张果珍——关注北运河女性的命运。张果珍是通州为数不多的女作家之一,1943年生于北京通州永乐店镇小海子村。师范学校毕业后,从事教师工作多年。从一名文学爱好者成长为一名作家,她出版有中篇小说集《那一朵白玉兰》,在报刊上发表多篇报告文学、散文、诗歌。张果珍的小说《棒槌》收录于“运河文库”《通州作家群》一书里。她以小说的文学体式书写北运河地区不同时期的女性生活和情感,人生和命运。她以生动感人的语言、对女性人物形象的生动塑造、对农村生活准确把握,探索了女性的命运和价值。在运河文学中,以文化视角探寻农村女性群体、反思女性的价值,是一种可贵的进步。身为张果珍的老师张同吾为张果珍的小说集《那一朵白玉兰》作序,虽有师生之情,张同吾却以文学评论者的视角,给予了小说集非常中肯、客观的评价。他认为,“果珍对农村生活十分熟悉,对农民的生活习俗、人情世故、心理形态、行为方式,都有准确的把握和细腻生动的描绘,她的小说可视为北运河地区乡间民俗的集萃”[71]。同时也指出她在生活视野、文化内涵、精神容量等方面存在不足之处。
李东——运河走笔。李东1943年出生于北京通州永乐店镇半截河村。师范学校毕业后,一直从事语文教师工作。他从1990年开始文学创作,他的文学作品涉及儿童文学、散文随笔等。2001年出版的散文集《运河走笔》,收录了《东海子忆旧》《一支塔影认通州》《魂系八里桥》《绿满通州》《老柳树》等作品。这本散文集描绘了绚丽多彩的运河风情画,展现了北运河河畔令人向往的乡土生活,表现了对家乡通州水土的热爱。散文《东海子忆旧》收录于“运河文库”《通州作家群》一书。

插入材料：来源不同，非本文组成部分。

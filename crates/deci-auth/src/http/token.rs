//! Token endpoint handler.
//!
//! ```text
//! POST /token
//! Content-Type: application/x-www-form-urlencoded
//! Authorization: Basic <base64(client_id:client_secret)>
//!
//! grant_type=authorization_code
//! &code=SplxlOBeZQQYbYS6WxSbIA
//! &redirect_uri=https://acme.example/cb
//! ```
//!
//! Clients authenticate with HTTP Basic, with `client_id` + `client_secret`
//! in the body, or (public clients) with `client_id` alone. Using Basic and a
//! body secret together is rejected.

use axum::extract::State;
use axum::http::{HeaderMap, StatusCode, header};
use axum::response::{IntoResponse, Response};
use axum::{Form, Json};
use base64::Engine;
use time::OffsetDateTime;
use tracing::{debug, error};

use super::AuthState;
use crate::AuthError;
use crate::oauth::{TokenError, TokenRequest, TokenResponse};
use crate::types::{Client, GrantType};

/// Client credentials extracted from the request.
#[derive(Debug, PartialEq)]
enum ClientAuth {
    /// HTTP Basic authentication.
    Basic { client_id: String, client_secret: String },
    /// Client credentials in the request body.
    Body { client_id: String, client_secret: String },
    /// Public client (no secret).
    Public { client_id: String },
    /// No client credentials provided.
    None,
}

impl ClientAuth {
    fn into_parts(self) -> Option<(String, Option<String>)> {
        match self {
            Self::Basic {
                client_id,
                client_secret,
            }
            | Self::Body {
                client_id,
                client_secret,
            } => Some((client_id, Some(client_secret))),
            Self::Public { client_id } => Some((client_id, None)),
            Self::None => None,
        }
    }
}

/// Handler for `POST /token`.
pub async fn token_handler(
    State(state): State<AuthState>,
    headers: HeaderMap,
    Form(request): Form<TokenRequest>,
) -> Response {
    match handle(&state, &headers, request).await {
        Ok(response) => token_success_response(response),
        Err(e) => token_error_response(&e),
    }
}

async fn handle(
    state: &AuthState,
    headers: &HeaderMap,
    request: TokenRequest,
) -> Result<TokenResponse, AuthError> {
    let grant_type = GrantType::parse(&request.grant_type)
        .ok_or_else(|| AuthError::unsupported_grant_type(request.grant_type.clone()))?;

    let client = authenticate_client(state, headers, &request).await?;
    let now = OffsetDateTime::now_utc();
    debug!(client_id = %client.client_id, grant_type = %grant_type, "Token request");

    let issued = match grant_type {
        GrantType::AuthorizationCode => {
            let code = required(&request.code, "code")?;
            state
                .issuer
                .exchange_code(
                    &client,
                    code,
                    request.redirect_uri.as_deref(),
                    request.code_verifier.as_deref(),
                    now,
                )
                .await?
        }
        GrantType::RefreshToken => {
            let token = required(&request.refresh_token, "refresh_token")?;
            state
                .issuer
                .refresh(&client, token, request.scope.as_deref(), now)
                .await?
        }
    };
    Ok(issued.into_response())
}

async fn authenticate_client(
    state: &AuthState,
    headers: &HeaderMap,
    request: &TokenRequest,
) -> Result<Client, AuthError> {
    let (client_id, secret) = extract_client_auth(headers, request)?
        .into_parts()
        .ok_or_else(|| AuthError::invalid_client("client authentication failed"))?;

    // A body client_id that disagrees with the Basic credentials is rejected.
    if let Some(body_id) = request.client_id.as_deref() {
        if body_id != client_id {
            return Err(AuthError::invalid_client("client authentication failed"));
        }
    }

    state
        .clients
        .authenticate(&client_id, secret.as_deref())
        .await
}

/// Extract client authentication from headers and request.
///
/// Basic credentials are form-urlencoded before base64 encoding
/// (RFC 6749 section 2.3.1) and are decoded here. Presenting a secret both
/// ways is `invalid_request`.
fn extract_client_auth(
    headers: &HeaderMap,
    request: &TokenRequest,
) -> Result<ClientAuth, AuthError> {
    if let Some(value) = headers.get(header::AUTHORIZATION) {
        let (client_id, client_secret) = value
            .to_str()
            .ok()
            .and_then(|v| v.strip_prefix("Basic "))
            .and_then(parse_basic)
            .ok_or_else(|| AuthError::invalid_client("client authentication failed"))?;
        if request.client_secret.is_some() {
            return Err(AuthError::invalid_request(
                "client credentials sent in both the Authorization header and the body",
            ));
        }
        return Ok(ClientAuth::Basic {
            client_id,
            client_secret,
        });
    }

    Ok(match (&request.client_id, &request.client_secret) {
        (Some(client_id), Some(client_secret)) => ClientAuth::Body {
            client_id: client_id.clone(),
            client_secret: client_secret.clone(),
        },
        (Some(client_id), None) => ClientAuth::Public {
            client_id: client_id.clone(),
        },
        _ => ClientAuth::None,
    })
}

fn parse_basic(credentials: &str) -> Option<(String, String)> {
    let decoded = base64::engine::general_purpose::STANDARD
        .decode(credentials.trim())
        .ok()?;
    let decoded = String::from_utf8(decoded).ok()?;
    let (id, secret) = decoded.split_once(':')?;
    Some((form_decode(id)?, form_decode(secret)?))
}

fn form_decode(value: &str) -> Option<String> {
    urlencoding::decode(&value.replace('+', " "))
        .ok()
        .map(|v| v.into_owned())
}

fn required<'a>(value: &'a Option<String>, name: &str) -> Result<&'a str, AuthError> {
    value
        .as_deref()
        .filter(|v| !v.is_empty())
        .ok_or_else(|| AuthError::invalid_request(format!("missing {name}")))
}

fn token_success_response(response: TokenResponse) -> Response {
    (
        StatusCode::OK,
        [
            (header::CACHE_CONTROL, "no-store"),
            (header::PRAGMA, "no-cache"),
        ],
        Json(response),
    )
        .into_response()
}

fn token_error_response(error: &AuthError) -> Response {
    if error.is_server_error() {
        error!(error = %error, category = %error.category(), "Token request failed");
    }
    let body = TokenError::from(error);
    let status = StatusCode::from_u16(body.error.http_status())
        .unwrap_or(StatusCode::INTERNAL_SERVER_ERROR);

    let mut response = (
        status,
        [
            (header::CACHE_CONTROL, "no-store"),
            (header::PRAGMA, "no-cache"),
        ],
        Json(body),
    )
        .into_response();
    if status == StatusCode::UNAUTHORIZED {
        response.headers_mut().insert(
            header::WWW_AUTHENTICATE,
            header::HeaderValue::from_static("Basic"),
        );
    }
    response
}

这个时候的通州作家的作品,乡土气息稍弱、地域色彩变淡、作家创作风格各异。在对运河的书写中,运河情结不仅仅表现在地域层面,还表现为一种心灵层面的皈依,它已然成为一种精神守望、文化记忆。但这也无须担心,无论是地域层面书写,还是乡愁的文化记忆追溯,都是作家对其根系的凝视。“我们强调保护中国的传统文化,而传统文化当中就有乡愁。乡愁是中国人热爱家乡、牵念故里的独特情结,是一种美好自然的文化观念。社会越是变化、越是浮躁,这种情结就越显珍贵。乡愁也是一种寻根意识,记住乡愁,记住美好的童年,记住美好的向往,也便是铭记我们的根本”。[72]
当代通州作家张同吾说:“我迄今不能准确地给乡土文学以概念界定,是否可以说以乡土为基生长的生命之树?是否可以说是地域文化、乡恋情结和灵魂家园的融汇?如果大体可以认同,那么这是一个宏大的流动的文化之泽,既有深厚的稳定的文化积淀,又是不断发展的文化体系。如果叙述语言和描绘语言,既不失个性风韵又容现代色彩,以当代人的鲜活和洒脱,叙述古老的故事,就更能体现时代感。”[73]当代通州作家,特别是业余进行创作的当代通州作家,需要更加努力挖掘生活深度,拓展文化视野,开拓精神天地,增强现代意识,在超越中完成对运河书写的回归。